Thousands of Pakistanis voted with their feet and showed up at Gaddafi Stadium. They expressed their confidence in Pakistan’s security arrangements at Gaddafi. They were a religious extremist’s worst nightmare; children, women and men forming a sea of green, singing and dancing to the national anthem in unison. It was the moment when a patient begins to come back from a coma. That moment when lifeless eyes suddenly show the first signs of life. Signs of hope. Signs of a fighting chance. Signs of coming back — from the dead.
Jibran Nasir’s children
My friends and I were given a label, even before we were born. We were Zia’s children.
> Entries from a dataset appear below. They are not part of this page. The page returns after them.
//! Board rendering.

use oxo_core::{Board, Player, Position, Square};
use ratatui::{
    layout::{Alignment, Constraint, Direction, Layout, Rect},
    style::{Color, Modifier, Style},
    widgets::Paragraph,
    Frame,
};

/// Renders the 3x3 grid, highlighting the cursor cell and the winning
/// line of a just-finished round.
pub fn render_board(
    f: &mut Frame,
    area: Rect,
    board: &Board,
    cursor: Option<Position>,
    win_line: Option<[Position; 3]>,
) {
    let board_area = center_rect(area, 40, 11);
    let rows = Layout::default()
        .direction(Direction::Vertical)
        .constraints([
            Constraint::Length(3),
            Constraint::Length(1),
            Constraint::Length(3),
            Constraint::Length(1),
            Constraint::Length(3),
        ])
        .split(board_area);

    render_row(f, rows[0], board, 0, cursor, win_line);
    render_separator(f, rows[1]);
    render_row(f, rows[2], board, 1, cursor, win_line);
    render_separator(f, rows[3]);
    render_row(f, rows[4], board, 2, cursor, win_line);
}

fn render_row(
    f: &mut Frame,
    area: Rect,
    board: &Board,
    row: usize,
    cursor: Option<Position>,
    win_line: Option<[Position; 3]>,
) {
    let cols = Layout::default()
        .direction(Direction::Horizontal)
        .constraints([
            Constraint::Percentage(33),
            Constraint::Length(1),
            Constraint::Percentage(33),
            Constraint::Length(1),
            Constraint::Percentage(34),
        ])
        .split(area);

    for (grid_col, layout_col) in [0usize, 2, 4].into_iter().enumerate() {
        let pos = Position::at(row, grid_col).expect("row and column are in range");
        render_square(f, cols[layout_col], board, pos, cursor, win_line);
    }
    render_vertical_sep(f, cols[1]);
    render_vertical_sep(f, cols[3]);
}

fn render_square(
    f: &mut Frame,
    area: Rect,
    board: &Board,
    pos: Position,
    cursor: Option<Position>,
    win_line: Option<[Position; 3]>,
) {
    let (text, mut style) = match board.get(pos) {
        Square::Empty => (
            format!("{}", pos.index() + 1),
            Style::default().fg(Color::DarkGray),
        ),
        Square::Occupied(Player::X) => (
            "X".to_string(),
            Style::default().fg(Color::Blue).add_modifier(Modifier::BOLD),
        ),
        Square::Occupied(Player::O) => (
            "O".to_string(),
            Style::default().fg(Color::Red).add_modifier(Modifier::BOLD),
        ),
    };

    if win_line.is_some_and(|line| line.contains(&pos)) {
        style = Style::default()
            .fg(Color::Green)
            .add_modifier(Modifier::BOLD);
    }
    if cursor == Some(pos) {
        style = style.add_modifier(Modifier::REVERSED);
    }

    let paragraph = Paragraph::new(text).style(style).alignment(Alignment::Center);
    f.render_widget(paragraph, area);
}

fn render_separator(f: &mut Frame, area: Rect) {
    let sep =
        Paragraph::new("─".repeat(area.width as usize)).style(Style::default().fg(Color::DarkGray));
    f.render_widget(sep, area);
}

fn render_vertical_sep(f: &mut Frame, area: Rect) {
    let sep = Paragraph::new("│")
        .style(Style::default().fg(Color::DarkGray))
        .alignment(Alignment::Center);
    f.render_widget(sep, area);
}

/// Centers a fixed-size rect inside the given area.
pub fn center_rect(area: Rect, width: u16, height: u16) -> Rect {
    let horizontal = Layout::default()
        .direction(Direction::Horizontal)
        .constraints([
            Constraint::Length((area.width.saturating_sub(width)) / 2),
            Constraint::Length(width),
            Constraint::Length((area.width.saturating_sub(width)) / 2),
        ])
        .split(area);
    Layout::default()
        .direction(Direction::Vertical)
        .constraints([
            Constraint::Length((area.height.saturating_sub(height)) / 2),
            Constraint::Length(height),
            Constraint::Length((area.height.saturating_sub(height)) / 2),
        ])
        .split(horizontal[1])[1]
}
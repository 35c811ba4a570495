//! Alternating turn invariant: the sides take turns.

use super::Invariant;
use crate::round::RoundInProgress;

/// Invariant: recorded moves alternate sides and `to_move` matches
/// the parity of the history.
pub struct AlternatingTurnInvariant;

impl Invariant<RoundInProgress> for AlternatingTurnInvariant {
    fn holds(round: &RoundInProgress) -> bool {
        let history = round.history();

        if history.is_empty() {
            return true;
        }

        for window in history.windows(2) {
            if window[0].player == window[1].player {
                return false;
            }
        }

        let opener = history[0].player;
        let expected_next = if history.len() % 2 == 0 {
            opener
        } else {
            opener.opponent()
        };

        round.to_move() == expected_next
    }

    fn description() -> &'static str {
        "Sides alternate turns"
    }
}
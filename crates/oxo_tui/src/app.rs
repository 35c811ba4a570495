//! Application state and logic.

use crate::input;
use crossterm::event::KeyCode;
use oxo_core::{Board, MatchEvent, Player, Position, Scoreboard};
use tracing::debug;

/// Which screen the application is showing.
#[derive(Debug, Clone, Copy, PartialEq, Eq)]
pub enum Screen {
    /// Symbol selection.
    Setup,
    /// The board.
    Game,
}

/// Main application state.
///
/// The orchestrator owns the match; this struct only mirrors what the
/// events carry, plus purely local state (screen, cursor, status line).
pub struct App {
    screen: Screen,
    picker: Player,
    human: Player,
    ai: Player,
    board: Board,
    scores: Scoreboard,
    cursor: Position,
    win_line: Option<[Position; 3]>,
    round_over: bool,
    status: String,
}

impl App {
    /// Creates a new application on the setup screen.
    pub fn new() -> Self {
        Self {
            screen: Screen::Setup,
            picker: Player::X,
            human: Player::X,
            ai: Player::O,
            board: Board::new(),
            scores: Scoreboard::new(),
            cursor: Position::Center,
            win_line: None,
            round_over: false,
            status: String::new(),
        }
    }

    /// Current screen.
    pub fn screen(&self) -> Screen {
        self.screen
    }

    /// Mark highlighted on the setup screen.
    pub fn picker(&self) -> Player {
        self.picker
    }

    /// The human's mark.
    pub fn human(&self) -> Player {
        self.human
    }

    /// The AI's mark.
    pub fn ai(&self) -> Player {
        self.ai
    }

    /// Board snapshot to render.
    pub fn board(&self) -> &Board {
        &self.board
    }

    /// Running score.
    pub fn scores(&self) -> Scoreboard {
        self.scores
    }

    /// Cursor cell.
    pub fn cursor(&self) -> Position {
        self.cursor
    }

    /// The winning line of a just-finished round, if any.
    pub fn win_line(&self) -> Option<[Position; 3]> {
        self.win_line
    }

    /// Status line.
    pub fn status(&self) -> &str {
        &self.status
    }

    /// Flips the highlighted mark on the setup screen.
    pub fn toggle_picker(&mut self) {
        self.picker = self.picker.opponent();
    }

    /// Leaves the setup screen and binds the marks for a fresh match.
    pub fn begin_match(&mut self, human: Player) {
        self.screen = Screen::Game;
        self.human = human;
        self.ai = human.opponent();
        self.board = Board::new();
        self.scores = Scoreboard::new();
        self.cursor = Position::Center;
        self.win_line = None;
        self.round_over = false;
        self.status = "Your turn.".to_string();
    }

    /// Returns to the symbol-selection screen; the caller drops the
    /// match, which is what zeroes the score.
    pub fn to_menu(&mut self) {
        self.screen = Screen::Setup;
        self.picker = self.human;
    }

    /// Moves the cursor with an arrow key.
    pub fn move_cursor(&mut self, key: KeyCode) {
        self.cursor = input::move_cursor(self.cursor, key);
    }

    /// Applies an orchestrator event to the view state.
    pub fn on_match_event(&mut self, event: MatchEvent) {
        debug!(?event, "handling match event");

        match event {
            MatchEvent::BoardChanged(board) => {
                self.board = board;
                self.win_line = None;
                if self.round_over {
                    // A fresh round just started.
                    self.round_over = false;
                    self.status = "Your turn.".to_string();
                }
            }
            MatchEvent::AiThinking => {
                self.status = "AI is thinking...".to_string();
            }
            MatchEvent::MovePlayed { mark, position } => {
                self.status = if mark == self.human {
                    format!("You played {}.", position.label())
                } else {
                    format!("AI played {}. Your turn.", position.label())
                };
            }
            MatchEvent::RoundEnded { outcome } => {
                self.round_over = true;
                self.win_line = outcome.win().map(|w| w.line);
                self.status = match outcome.winner() {
                    Some(winner) if winner == self.human => "You win!".to_string(),
                    Some(_) => "AI wins.".to_string(),
                    None => "A draw.".to_string(),
                };
            }
            MatchEvent::ScoreChanged(scores) => {
                self.scores = scores;
            }
        }
    }
}

impl Default for App {
    fn default() -> Self {
        Self::new()
    }
}
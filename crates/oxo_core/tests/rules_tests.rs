//! Rule-evaluation properties over every board reachable by legal play.

use oxo_core::{rules, Board, Outcome, Player, Position, Square, Win};

/// Returns the board with X and O swapped.
fn swap_marks(board: &Board) -> Board {
    let mut swapped = Board::new();
    for pos in Position::ALL {
        let square = match board.get(pos) {
            Square::Empty => Square::Empty,
            Square::Occupied(player) => Square::Occupied(player.opponent()),
        };
        swapped.set(pos, square);
    }
    swapped
}

/// Returns the outcome with the winner's mark swapped.
fn swap_outcome(outcome: Option<Outcome>) -> Option<Outcome> {
    outcome.map(|o| match o {
        Outcome::Winner(win) => Outcome::Winner(Win {
            player: win.player.opponent(),
            line: win.line,
        }),
        Outcome::Draw => Outcome::Draw,
    })
}

/// Walks every game reachable by legal play from an empty board,
/// calling `check` at each node, stopping each branch at its outcome.
fn walk_reachable(board: &mut Board, to_move: Player, check: &mut impl FnMut(&Board)) {
    check(board);

    if rules::evaluate(board).is_some() {
        return;
    }

    for pos in Position::ALL {
        if !board.is_empty(pos) {
            continue;
        }
        board.set(pos, Square::Occupied(to_move));
        walk_reachable(board, to_move.opponent(), check);
        board.clear(pos);
    }
}

#[test]
fn test_evaluate_symmetric_under_mark_swap() {
    let mut board = Board::new();
    walk_reachable(&mut board, Player::X, &mut |board| {
        let swapped = swap_marks(board);
        assert_eq!(
            rules::evaluate(&swapped),
            swap_outcome(rules::evaluate(board)),
            "evaluation changed under mark swap for\n{}",
            board.display()
        );
    });
}

#[test]
fn test_evaluate_is_idempotent() {
    let mut board = Board::new();
    walk_reachable(&mut board, Player::X, &mut |board| {
        let first = rules::evaluate(board);
        let second = rules::evaluate(board);
        assert_eq!(first, second);
    });
}

#[test]
fn test_every_line_detected_for_both_marks() {
    const LINES: [[usize; 3]; 8] = [
        [0, 1, 2],
        [3, 4, 5],
        [6, 7, 8],
        [0, 3, 6],
        [1, 4, 7],
        [2, 5, 8],
        [0, 4, 8],
        [2, 4, 6],
    ];

    for player in [Player::X, Player::O] {
        for indices in LINES {
            let mut board = Board::new();
            let mut line = [Position::Center; 3];
            for (slot, index) in line.iter_mut().zip(indices) {
                let pos = Position::from_index(index).unwrap();
                board.set(pos, Square::Occupied(player));
                *slot = pos;
            }

            let outcome = rules::evaluate(&board).expect("line completed");
            let win = outcome.win().expect("winner expected");
            assert_eq!(win.player, player);
            assert_eq!(win.line, line);
        }
    }
}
We were the generation that experienced the largest gap between the principles and practice of our religion. Today, after years of false starts, the country finally stands united in its war against religious extremists. And while we’re making significant progress in our fight, we cannot win by fighting just the symptoms of this disease i.e., the extremists. We must fight the disease itself: extremism. We cannot fight cancer armed with a Panadol. While bullets can kill extremists, only a counter-narrative can kill extremism. This counter-narrative cannot come from liberals or leftists. It cannot come from the state — remember ‘enlightened moderation’, which was neither enlightened nor moderate. The counter-narrative will come from ordinary Muslims like me and you. Muslims who choose to take back their religion from men who hijack religions, before they hijack planes.
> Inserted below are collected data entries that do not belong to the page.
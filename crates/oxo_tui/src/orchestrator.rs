//! Drives the match controller around the frontend's timers.
//!
//! The controller itself is synchronous; everything time-shaped lives
//! here - the pause before the AI's reply and the pause before a
//! finished round's board clears. Input that arrives during a pause is
//! still fed through, and the controller's phase gate drops it.

use anyhow::Result;
use oxo_core::{Match, MatchCommand, MatchEvent, MatchPhase, Player, Position, Square};
use std::time::Duration;
use tokio::sync::mpsc;
use tracing::{debug, info};

/// Commands from the UI loop.
#[derive(Debug, Clone, Copy)]
pub enum UiCommand {
    /// The human picked a cell.
    Cell(Position),
}

/// The two cosmetic pauses.
#[derive(Debug, Clone, Copy)]
pub struct Pacing {
    /// Pause before the computer's reply.
    pub ai_delay: Duration,
    /// Pause before the board clears after a finished round.
    pub reset_delay: Duration,
}

/// Shorter pause when the AI opens a round on an empty board.
const OPENING_DELAY: Duration = Duration::from_millis(100);

/// Owns the match and runs it against the UI's channels.
pub struct Orchestrator {
    game: Match,
    pacing: Pacing,
    cmd_rx: mpsc::UnboundedReceiver<UiCommand>,
    event_tx: mpsc::UnboundedSender<MatchEvent>,
}

impl Orchestrator {
    /// Creates an orchestrator for a fresh match.
    pub fn new(
        human: Player,
        pacing: Pacing,
        cmd_rx: mpsc::UnboundedReceiver<UiCommand>,
        event_tx: mpsc::UnboundedSender<MatchEvent>,
    ) -> Self {
        Self {
            game: Match::new(human),
            pacing,
            cmd_rx,
            event_tx,
        }
    }

    /// Runs the match until the UI hangs up.
    pub async fn run(mut self) -> Result<()> {
        info!("starting match orchestration");

        // Sync the UI with the fresh match.
        self.emit(vec![
            MatchEvent::BoardChanged(self.game.board().clone()),
            MatchEvent::ScoreChanged(self.game.scoreboard()),
        ])?;
        if self.game.phase() == MatchPhase::AiComputing {
            self.emit(vec![MatchEvent::AiThinking])?;
        }

        loop {
            match self.game.phase() {
                MatchPhase::AwaitingHuman => {
                    let Some(UiCommand::Cell(pos)) = self.cmd_rx.recv().await else {
                        debug!("ui closed the command channel");
                        return Ok(());
                    };
                    let events = self.game.handle(MatchCommand::CellChosen(pos));
                    self.emit(events)?;
                }
                MatchPhase::AiComputing => {
                    let delay = if self.board_is_empty() {
                        OPENING_DELAY
                    } else {
                        self.pacing.ai_delay
                    };
                    if !self.pause(delay).await? {
                        return Ok(());
                    }
                    let events = self.game.handle(MatchCommand::AiTurn);
                    self.emit(events)?;
                }
                MatchPhase::RoundOver => {
                    if !self.pause(self.pacing.reset_delay).await? {
                        return Ok(());
                    }
                    let events = self.game.handle(MatchCommand::NextRound);
                    self.emit(events)?;
                }
            }
        }
    }

    fn board_is_empty(&self) -> bool {
        self.game
            .board()
            .squares()
            .iter()
            .all(|s| *s == Square::Empty)
    }

    /// Sleeps while still consuming input, so stale clicks reach the
    /// controller's phase gate instead of queueing up for the next
    /// turn. Returns false when the UI went away.
    async fn pause(&mut self, delay: Duration) -> Result<bool> {
        let sleep = tokio::time::sleep(delay);
        tokio::pin!(sleep);

        loop {
            tokio::select! {
                _ = &mut sleep => return Ok(true),
                cmd = self.cmd_rx.recv() => match cmd {
                    Some(UiCommand::Cell(pos)) => {
                        let events = self.game.handle(MatchCommand::CellChosen(pos));
                        self.emit(events)?;
                    }
                    None => return Ok(false),
                },
            }
        }
    }

    fn emit(&self, events: Vec<MatchEvent>) -> Result<()> {
        for event in events {
            self.event_tx.send(event)?;
        }
        Ok(())
    }
}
This is why hosting international cricket was such a high stakes gamble by Pakistan. It was a moment pregnant with opportunity for militants to embarrass Pakistan around the world. And it appears that there was at least one suicide bomber who tried to do exactly that. This was more than a game of cricket; it was a game of nerves between the Pakistani state and the extremists. And the first people to call the extremists’ bluff were the spectators at the opening ceremony of the series.
Pakistan still has a remarkably long way to go. However, just because we have a long way to go doesn’t mean we shouldn’t stop to savour this moment. The Pakistani state and the Pakistani people stared down extremists throughout this series. But when you’ve been stuck inside a dark room for a long time, your eyes react instinctively against the first glimmers of light in the room. Your hands shield your eyes lest they get used to the brightness. Similarly, it’s difficult to sift through the noise of the hysterical 24/7 breaking-news cycle in the Pakistani media today. But the signals buried under the noise are telling us something: Pakistan, the long-time coma patient, is beginning to blink on his own again. In our own clumsy, two steps forward, one step backward way, Pakistan is striking back! Let the world hear us roar once again!
Published in The Express Tribune, June 4th, 2015.